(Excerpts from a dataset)
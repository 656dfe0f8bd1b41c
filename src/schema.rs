//! Schema construction: turns a design and shared district settings into a
//! JSON configuration artifact the environment is built from.

use std::fs;
use std::path::{Path, PathBuf};

use serde::{Deserialize, Serialize};
use tracing::debug;

use crate::design::DesignParameters;
use crate::error::{ConfigError, SchemaError};

/// File name of the hand-authored reference schema. Never deleted.
pub const CANONICAL_SCHEMA_FILE: &str = "schema.json";

/// Schema name used when no worker identifier is given.
pub const CANONICAL_SCHEMA_NAME: &str = "schema";

/// Time-of-use electricity tariff.
#[derive(Debug, Clone, PartialEq, Serialize, Deserialize)]
#[serde(default, deny_unknown_fields)]
pub struct TariffConfig {
    /// Off-peak price ($/kWh).
    pub off_peak_price: f64,
    /// Peak price ($/kWh).
    pub peak_price: f64,
    /// First peak step of the day (inclusive).
    pub peak_start_idx: usize,
    /// Last peak step of the day (exclusive).
    pub peak_end_idx: usize,
}

impl Default for TariffConfig {
    fn default() -> Self {
        Self {
            off_peak_price: 0.15,
            peak_price: 0.35,
            peak_start_idx: 16,
            peak_end_idx: 21,
        }
    }
}

/// Daily grid carbon intensity profile (kgCO2/kWh).
#[derive(Debug, Clone, PartialEq, Serialize, Deserialize)]
#[serde(default, deny_unknown_fields)]
pub struct CarbonConfig {
    pub base: f64,
    /// Amplitude of the daily sinusoid, peaking in the evening.
    pub amplitude: f64,
}

impl Default for CarbonConfig {
    fn default() -> Self {
        Self {
            base: 0.3,
            amplitude: 0.1,
        }
    }
}

/// Building base-load profile.
#[derive(Debug, Clone, PartialEq, Serialize, Deserialize)]
#[serde(default, deny_unknown_fields)]
pub struct LoadConfig {
    /// Mean demand (kW).
    pub base_kw: f64,
    /// Daily sinusoidal amplitude (kW).
    pub amp_kw: f64,
    /// Phase offset (radians).
    pub phase_rad: f64,
    /// Gaussian noise standard deviation (kW).
    pub noise_std: f64,
}

impl Default for LoadConfig {
    fn default() -> Self {
        Self {
            base_kw: 1.5,
            amp_kw: 0.8,
            phase_rad: 1.2,
            noise_std: 0.05,
        }
    }
}

/// Daylight window and variability for solar generation.
#[derive(Debug, Clone, PartialEq, Serialize, Deserialize)]
#[serde(default, deny_unknown_fields)]
pub struct SolarWindowConfig {
    /// Sunrise step of the day (inclusive).
    pub sunrise_idx: usize,
    /// Sunset step of the day (exclusive).
    pub sunset_idx: usize,
    /// Relative noise standard deviation.
    pub noise_std: f64,
}

impl Default for SolarWindowConfig {
    fn default() -> Self {
        Self {
            sunrise_idx: 6,
            sunset_idx: 18,
            noise_std: 0.05,
        }
    }
}

/// District settings shared by every candidate design.
#[derive(Debug, Clone, PartialEq, Serialize, Deserialize)]
#[serde(default, deny_unknown_fields)]
pub struct SchemaConfig {
    /// Directory schema artifacts are written to.
    pub output_dir: PathBuf,
    pub steps_per_day: usize,
    pub days: usize,
    /// Master random seed.
    pub seed: u64,
    /// Battery power limit as a fraction of capacity per hour.
    pub battery_c_rate: f64,
    pub tariff: TariffConfig,
    pub carbon: CarbonConfig,
    pub load: LoadConfig,
    pub solar: SolarWindowConfig,
}

impl Default for SchemaConfig {
    fn default() -> Self {
        Self {
            output_dir: PathBuf::from("data"),
            steps_per_day: 24,
            days: 7,
            seed: 42,
            battery_c_rate: 0.5,
            tariff: TariffConfig::default(),
            carbon: CarbonConfig::default(),
            load: LoadConfig::default(),
            solar: SolarWindowConfig::default(),
        }
    }
}

impl SchemaConfig {
    /// Episode length in steps, or `None` if it does not fit in a `usize`.
    pub fn time_steps(&self) -> Option<usize> {
        self.steps_per_day.checked_mul(self.days)
    }

    /// Validates all fields and returns a list of errors.
    pub fn validate(&self) -> Vec<ConfigError> {
        let mut errors = Vec::new();
        if self.steps_per_day == 0 {
            errors.push(ConfigError::new("district.steps_per_day", "must be > 0"));
        }
        if self.days == 0 {
            errors.push(ConfigError::new("district.days", "must be > 0"));
        }
        if self.time_steps().is_none() {
            errors.push(ConfigError::new(
                "district.days",
                "steps_per_day * days overflows the step count",
            ));
        }
        if !(self.battery_c_rate > 0.0 && self.battery_c_rate.is_finite()) {
            errors.push(ConfigError::new("district.battery_c_rate", "must be > 0"));
        }
        let t = &self.tariff;
        if t.off_peak_price < 0.0 || t.peak_price < 0.0 {
            errors.push(ConfigError::new("district.tariff", "prices must be >= 0"));
        }
        if t.peak_start_idx > t.peak_end_idx || t.peak_end_idx > self.steps_per_day {
            errors.push(ConfigError::new(
                "district.tariff.peak_start_idx",
                "peak window must satisfy start <= end <= steps_per_day",
            ));
        }
        if self.carbon.base - self.carbon.amplitude.abs() < 0.0 {
            errors.push(ConfigError::new(
                "district.carbon",
                "intensity must stay >= 0 (base >= |amplitude|)",
            ));
        }
        if self.load.base_kw < 0.0 || self.load.noise_std < 0.0 {
            errors.push(ConfigError::new(
                "district.load",
                "base_kw and noise_std must be >= 0",
            ));
        }
        let s = &self.solar;
        if s.sunrise_idx >= s.sunset_idx {
            errors.push(ConfigError::new(
                "district.solar.sunrise_idx",
                "must be < district.solar.sunset_idx",
            ));
        }
        if self.steps_per_day > 0 && s.sunset_idx > self.steps_per_day {
            errors.push(ConfigError::new(
                "district.solar.sunset_idx",
                "must be <= district.steps_per_day",
            ));
        }
        errors
    }
}

/// Battery section of a building in the schema.
#[derive(Debug, Clone, PartialEq, Serialize, Deserialize)]
pub struct BatterySchema {
    pub capacity_kwh: f64,
    pub efficiency: f64,
    pub c_rate: f64,
}

/// One building in the schema.
#[derive(Debug, Clone, PartialEq, Serialize, Deserialize)]
pub struct BuildingSchema {
    pub name: String,
    pub load: LoadConfig,
    pub battery: BatterySchema,
    pub pv_nominal_power_kw: f64,
}

/// Complete district configuration artifact.
#[derive(Debug, Clone, PartialEq, Serialize, Deserialize)]
pub struct DistrictSchema {
    pub schema_name: String,
    pub steps_per_day: usize,
    pub days: usize,
    pub seed: u64,
    pub tariff: TariffConfig,
    pub carbon: CarbonConfig,
    pub solar: SolarWindowConfig,
    pub buildings: Vec<BuildingSchema>,
}

impl DistrictSchema {
    /// Episode length in steps, or `None` if it does not fit in a `usize`.
    pub fn time_steps(&self) -> Option<usize> {
        self.steps_per_day.checked_mul(self.days)
    }

    /// Reads a schema artifact from disk.
    ///
    /// # Errors
    ///
    /// Returns `SchemaError` if the file cannot be read or parsed.
    pub fn load(path: &Path) -> Result<Self, SchemaError> {
        let content = fs::read_to_string(path).map_err(|source| SchemaError::Read {
            path: path.to_path_buf(),
            source,
        })?;
        serde_json::from_str(&content).map_err(|source| SchemaError::Format {
            path: path.to_path_buf(),
            source,
        })
    }
}

/// Everything schema construction needs for one candidate.
///
/// Built fresh from caller inputs; the shared config is cloned, never edited.
#[derive(Debug, Clone, PartialEq)]
pub struct SchemaRequest {
    pub config: SchemaConfig,
    pub design: DesignParameters,
    pub schema_name: String,
}

impl SchemaRequest {
    pub fn new(
        config: &SchemaConfig,
        design: &DesignParameters,
        schema_name: impl Into<String>,
    ) -> Self {
        Self {
            config: config.clone(),
            design: design.clone(),
            schema_name: schema_name.into(),
        }
    }

    /// Merges shared settings and per-building design into a schema.
    ///
    /// Buildings share the load profile, each shifted by a small phase offset
    /// so their peaks do not coincide.
    pub fn to_schema(&self) -> DistrictSchema {
        let c = &self.config;
        let d = &self.design;
        let buildings = (0..d.building_count())
            .map(|b| BuildingSchema {
                name: format!("Building_{}", b + 1),
                load: LoadConfig {
                    phase_rad: c.load.phase_rad + 0.3 * b as f64,
                    ..c.load.clone()
                },
                battery: BatterySchema {
                    capacity_kwh: d.battery_capacities[b],
                    efficiency: d.battery_efficiencies.get(b).copied().unwrap_or(1.0),
                    c_rate: c.battery_c_rate,
                },
                pv_nominal_power_kw: d.solar_capacities.get(b).copied().unwrap_or(0.0),
            })
            .collect();

        DistrictSchema {
            schema_name: self.schema_name.clone(),
            steps_per_day: c.steps_per_day,
            days: c.days,
            seed: c.seed,
            tariff: c.tariff.clone(),
            carbon: c.carbon.clone(),
            solar: c.solar.clone(),
            buildings,
        }
    }
}

/// Writes a schema artifact for a request and returns its path.
///
/// Two concurrent callers passing the same schema name write the same path;
/// callers must keep names distinct.
pub trait SchemaBuilder {
    fn build(&self, request: &SchemaRequest) -> Result<PathBuf, SchemaError>;
}

/// Writes schemas as pretty-printed JSON into a directory.
#[derive(Debug, Clone)]
pub struct JsonSchemaBuilder {
    output_dir: PathBuf,
}

impl JsonSchemaBuilder {
    pub fn new(output_dir: impl Into<PathBuf>) -> Self {
        Self {
            output_dir: output_dir.into(),
        }
    }

    pub fn path_for(&self, schema_name: &str) -> PathBuf {
        self.output_dir.join(format!("{schema_name}.json"))
    }
}

impl SchemaBuilder for JsonSchemaBuilder {
    fn build(&self, request: &SchemaRequest) -> Result<PathBuf, SchemaError> {
        let path = self.path_for(&request.schema_name);
        let write_err = |source| SchemaError::Write {
            path: path.clone(),
            source,
        };
        fs::create_dir_all(&self.output_dir).map_err(write_err)?;

        let json = serde_json::to_string_pretty(&request.to_schema()).map_err(|source| {
            SchemaError::Format {
                path: path.clone(),
                source,
            }
        })?;
        fs::write(&path, json).map_err(write_err)?;
        debug!(path = %path.display(), "schema written");
        Ok(path)
    }
}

### TASK GOAL:
From the entries above, select each line containing the string "SchemaConfig".

### EXERCISE OUTPUT:
pub struct SchemaConfig {
impl Default for SchemaConfig {
impl SchemaConfig {
    pub config: SchemaConfig,
        config: &SchemaConfig,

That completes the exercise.